Supplied records:
Start of Block
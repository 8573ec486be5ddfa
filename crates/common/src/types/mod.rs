use serde::{Deserialize, Serialize};

#[derive(Serialize, Deserialize, Debug, Clone, PartialEq)]
pub struct Health {
    pub status: String,
}

impl Health {
    pub fn ok() -> Self {
        Self { status: "ok".into() }
    }
}
use async_trait::async_trait;
use models::enrollment::{self, EnrollmentDetails, EnrollmentInput};
use sea_orm::DatabaseConnection;

use crate::errors::ServiceError;

/// Enrollments are always read back with their student and course attached.
#[async_trait]
pub trait EnrollmentRepository: Send + Sync {
    async fn find_all(&self) -> Result<Vec<EnrollmentDetails>, ServiceError>;
    async fn find_by_id(&self, id: i32) -> Result<Option<EnrollmentDetails>, ServiceError>;
    async fn insert(&self, input: EnrollmentInput) -> Result<EnrollmentDetails, ServiceError>;
    async fn update(&self, id: i32, input: EnrollmentInput) -> Result<EnrollmentDetails, ServiceError>;
    async fn delete_by_id(&self, id: i32) -> Result<bool, ServiceError>;
    async fn exists_by_id(&self, id: i32) -> Result<bool, ServiceError>;
    async fn count(&self) -> Result<u64, ServiceError>;
}

pub struct SeaOrmEnrollmentRepository {
    pub db: DatabaseConnection,
}

#[async_trait]
impl EnrollmentRepository for SeaOrmEnrollmentRepository {
    async fn find_all(&self) -> Result<Vec<EnrollmentDetails>, ServiceError> {
        Ok(enrollment::find_all(&self.db).await?)
    }

    async fn find_by_id(&self, id: i32) -> Result<Option<EnrollmentDetails>, ServiceError> {
        Ok(enrollment::find_by_id(&self.db, id).await?)
    }

    async fn insert(&self, input: EnrollmentInput) -> Result<EnrollmentDetails, ServiceError> {
        Ok(enrollment::create(&self.db, input).await?)
    }

    async fn update(&self, id: i32, input: EnrollmentInput) -> Result<EnrollmentDetails, ServiceError> {
        Ok(enrollment::update(&self.db, id, input).await?)
    }

    async fn delete_by_id(&self, id: i32) -> Result<bool, ServiceError> {
        Ok(enrollment::delete_by_id(&self.db, id).await?)
    }

    async fn exists_by_id(&self, id: i32) -> Result<bool, ServiceError> {
        Ok(enrollment::exists_by_id(&self.db, id).await?)
    }

    async fn count(&self) -> Result<u64, ServiceError> {
        Ok(enrollment::count(&self.db).await?)
    }
}
use axum::{
    extract::{
        rejection::{JsonRejection, PathRejection},
        Path, State,
    },
    http::StatusCode,
    routing::{delete, get, post, put},
    Json, Router,
};
use models::course::{self, CourseInput};

use crate::errors::JsonApiError;
use crate::state::AppState;

pub fn router() -> Router<AppState> {
    Router::new()
        .route("/getAllCourses", get(list))
        .route("/getCourse/:id", get(get_one))
        .route("/createCourse", post(create))
        .route("/updateCourse", put(update))
        .route("/deleteCourse/:id", delete(remove))
}

#[utoipa::path(get, path = "/courses/getAllCourses", tag = "courses",
    responses((status = 200, description = "OK", body = [crate::openapi::CourseDoc])))]
pub async fn list(State(state): State<AppState>) -> Result<Json<Vec<course::Model>>, JsonApiError> {
    Ok(Json(state.courses.list().await?))
}

#[utoipa::path(get, path = "/courses/getCourse/{id}", tag = "courses",
    params(("id" = i32, Path, description = "Course id")),
    responses((status = 200, description = "OK", body = crate::openapi::CourseDoc), (status = 404, description = "Not Found")))]
pub async fn get_one(State(state): State<AppState>, id: Result<Path<i32>, PathRejection>) -> Result<Json<course::Model>, JsonApiError> {
    let Path(id) = id?;
    Ok(Json(state.courses.get(id).await?))
}

#[utoipa::path(post, path = "/courses/createCourse", tag = "courses",
    request_body = crate::openapi::CourseDoc,
    responses((status = 200, description = "OK", body = crate::openapi::CourseDoc)))]
pub async fn create(State(state): State<AppState>, input: Result<Json<CourseInput>, JsonRejection>) -> Result<Json<course::Model>, JsonApiError> {
    let Json(input) = input?;
    Ok(Json(state.courses.create(input).await?))
}

#[utoipa::path(put, path = "/courses/updateCourse", tag = "courses",
    request_body = crate::openapi::CourseDoc,
    responses((status = 200, description = "OK", body = crate::openapi::CourseDoc), (status = 400, description = "Missing idCourse"), (status = 404, description = "Not Found")))]
pub async fn update(State(state): State<AppState>, input: Result<Json<CourseInput>, JsonRejection>) -> Result<Json<course::Model>, JsonApiError> {
    let Json(input) = input?;
    Ok(Json(state.courses.update(input).await?))
}

#[utoipa::path(delete, path = "/courses/deleteCourse/{id}", tag = "courses",
    params(("id" = i32, Path, description = "Course id")),
    responses((status = 200, description = "Deleted"), (status = 404, description = "Not Found"), (status = 409, description = "Still enrolled")))]
pub async fn remove(State(state): State<AppState>, id: Result<Path<i32>, PathRejection>) -> Result<StatusCode, JsonApiError> {
    let Path(id) = id?;
    state.courses.delete(id).await?;
    Ok(StatusCode::OK)
}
End of Block
Task brief: Transcribe only, please, the lines from the first line of the records through the line with "use crate::errors::ServiceError;". Both of those lines are included.

Solution:
repository 8573ec486be5ddfa
filename crates/common/src/types/mod.rs
use serde::{Deserialize, Serialize};

#[derive(Serialize, Deserialize, Debug, Clone, PartialEq)]
pub struct Health {
    pub status: String,
}

impl Health {
    pub fn ok() -> Self {
        Self { status: "ok".into() }
    }
}
use async_trait::async_trait;
use models::enrollment::{self, EnrollmentDetails, EnrollmentInput};
use sea_orm::DatabaseConnection;

use crate::errors::ServiceError;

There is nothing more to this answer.